July 23, 2024

Consent Decree Against Salud Natural Entrepreneur Supplements

A consent decree has been issued against Salud Natural Entrepreneur, Inc. (Salud) for allegedly distributing adulterated and misbranded dietary supplements and unapproved new drugs. The company allegedly claimed that theoe products would cure, mitigate, treat, or prevent diseases such as cancer, diabetes, heart disease, and high blood pressure. The decree was filed by the Department of Justice in the Northern District of Illinois on March 3, 2022 on behalf of the FDA.

Consent Decree Against Salad Natural Entrepreneur Supplements

The decree also alleges that Salud did not comply with current Good Manufacturing practices regulations that are designed to help ensure the safety of nutritional supplements. And also, the decree alleges that on one occasion Salud used ingredients that had tend positive for Salmonella bacteria in manufacturing a product.

Principal Deputy Assistant Attorney General Brian M. Boynton, head of the Justice Department’s Civil Division said in a statement, “Nutritional supplement makers must comply with laws and regulations meant to protect public health. The department is committed to working with its agency partners to take action against manufacturers who risk the safety of consumers by failing to adhere to the FDCA.”
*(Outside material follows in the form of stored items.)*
//! Interactive menu
//!
//! A linear loop over four actions. One [`RunSummary`] is shared by every
//! action until the user exits.

use super::{CleanCommand, CloneCommand, Command, CommandContext, ReportCommand};
use crate::sanitize::{CleanupOption, split_pattern_list};
use crate::summary::RunSummary;
use crate::ui::UserInterface;
use anyhow::Result;
use colored::*;
use std::path::{Path, PathBuf};

#[derive(Debug, Clone, Copy, PartialEq, Eq)]
pub enum MenuAction {
    Clean,
    Clone,
    Report,
    Exit,
}

impl MenuAction {
    pub const ALL: [MenuAction; 4] = [
        MenuAction::Clean,
        MenuAction::Clone,
        MenuAction::Report,
        MenuAction::Exit,
    ];

    pub fn label(self) -> &'static str {
        match self {
            MenuAction::Clean => "Clean files and folders",
            MenuAction::Clone => "Clone repositories from manifest",
            MenuAction::Report => "Generate summary report",
            MenuAction::Exit => "Exit",
        }
    }
}

/// Run the menu until the user picks Exit
///
/// Errors from an action are printed and the loop continues; errors from the
/// interface itself (for example a cancelled prompt) end the menu.
pub async fn run_menu(
    ui: &dyn UserInterface,
    context: &CommandContext,
    summary: &mut RunSummary,
) -> Result<()> {
    let items: Vec<String> = MenuAction::ALL
        .iter()
        .enumerate()
        .map(|(i, action)| format!("{}. {}", i + 1, action.label()))
        .collect();

    loop {
        println!("\n{}", "=== Harvest ===".bold());
        let action = MenuAction::ALL[ui.select("Select an option", &items)?];

        let result = match action {
            MenuAction::Clean => clean_interactively(ui, context, summary).await,
            MenuAction::Clone => clone_interactively(ui, context, summary).await,
            MenuAction::Report => ReportCommand { json: false }.execute(context, summary).await,
            MenuAction::Exit => {
                println!("Exiting the program.");
                return Ok(());
            }
        };

        if let Err(e) = result {
            tracing::error!("{e:#}");
            eprintln!("{}", format!("Error: {e:#}").red());
        }
    }
}

async fn clean_interactively(
    ui: &dyn UserInterface,
    context: &CommandContext,
    summary: &mut RunSummary,
) -> Result<()> {
    let directory = ui.input_with_default(
        "Directory to clean",
        &context.config.clean_directory,
    )?;
    let dry_run = ui.confirm_with_default("Enable dry run mode?", false)?;

    let patterns_input = ui.input("File patterns to keep (comma-separated, empty for defaults)")?;
    let patterns = Some(split_pattern_list(&patterns_input)).filter(|p| !p.is_empty());

    let options_input = ui.input("Cleanup options (logs, temp, custom, none), comma-separated")?;
    let options = CleanupOption::parse_list(&options_input).map_err(|e| anyhow::anyhow!(e))?;

    let command = CleanCommand {
        directory: PathBuf::from(directory.trim()),
        options,
        patterns,
    };
    let context = CommandContext {
        dry_run,
        ..context.clone()
    };
    command.execute(&context, summary).await
}

async fn clone_interactively(
    ui: &dyn UserInterface,
    context: &CommandContext,
    summary: &mut RunSummary,
) -> Result<()> {
    let default_manifest = &context.config.default_csv_file;
    let input = ui.input_with_default("Path to the manifest file", default_manifest)?;
    let manifest = resolve_manifest(input.trim(), default_manifest);

    let dry_run = ui.confirm_with_default("Enable dry run mode?", false)?;
    let parallel = ui.confirm_with_default("Clone in parallel?", false)?;

    let context = CommandContext {
        dry_run,
        parallel,
        ..context.clone()
    };
    CloneCommand {
        manifest: Some(manifest),
    }
    .execute(&context, summary)
    .await
}

/// Fall back to the configured manifest when the given one does not exist
fn resolve_manifest(input: &str, default_manifest: &str) -> PathBuf {
    if input.is_empty() {
        return PathBuf::from(default_manifest);
    }
    let path = Path::new(input);
    if path.exists() {
        return path.to_path_buf();
    }
    tracing::error!(
        "The specified manifest '{}' does not exist. Using default manifest.",
        input
    );
    eprintln!(
        "{}",
        format!("Manifest '{input}' does not exist, using '{default_manifest}'").yellow()
    );
    PathBuf::from(default_manifest)
}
And Associate Commissioner Judy McMeekin, Pharm.D. for FDA Regulatory Affairs, said in a statement, “Current good manufacturing regulations are in place to protect consumers, and it is imperative that dietary supplement manufacturers comply to ensure this protection. We also hold manufacturers responsible when their product is inappropriately labeled with claims to cure or prevent disease to protect consumers who are unknowingly scammed by false or misleading claims.

The defendants agreed to settle the suit and be bound by a consent decree of permanent injunction that was filed along with the compliant. The order permanently enjoins Salud Natural Entrepreneur Inc. and its owners from violating the Federal Food, Drug, and Cosmetic Act (FDCA). It also requires that the defendants stop manufacturing, processing, labeling, holding, or distributing any product that they claim can treat or cure disease until they comply with federal law. The defendants also must bring their operations into compliance with current good manufacturing regulations.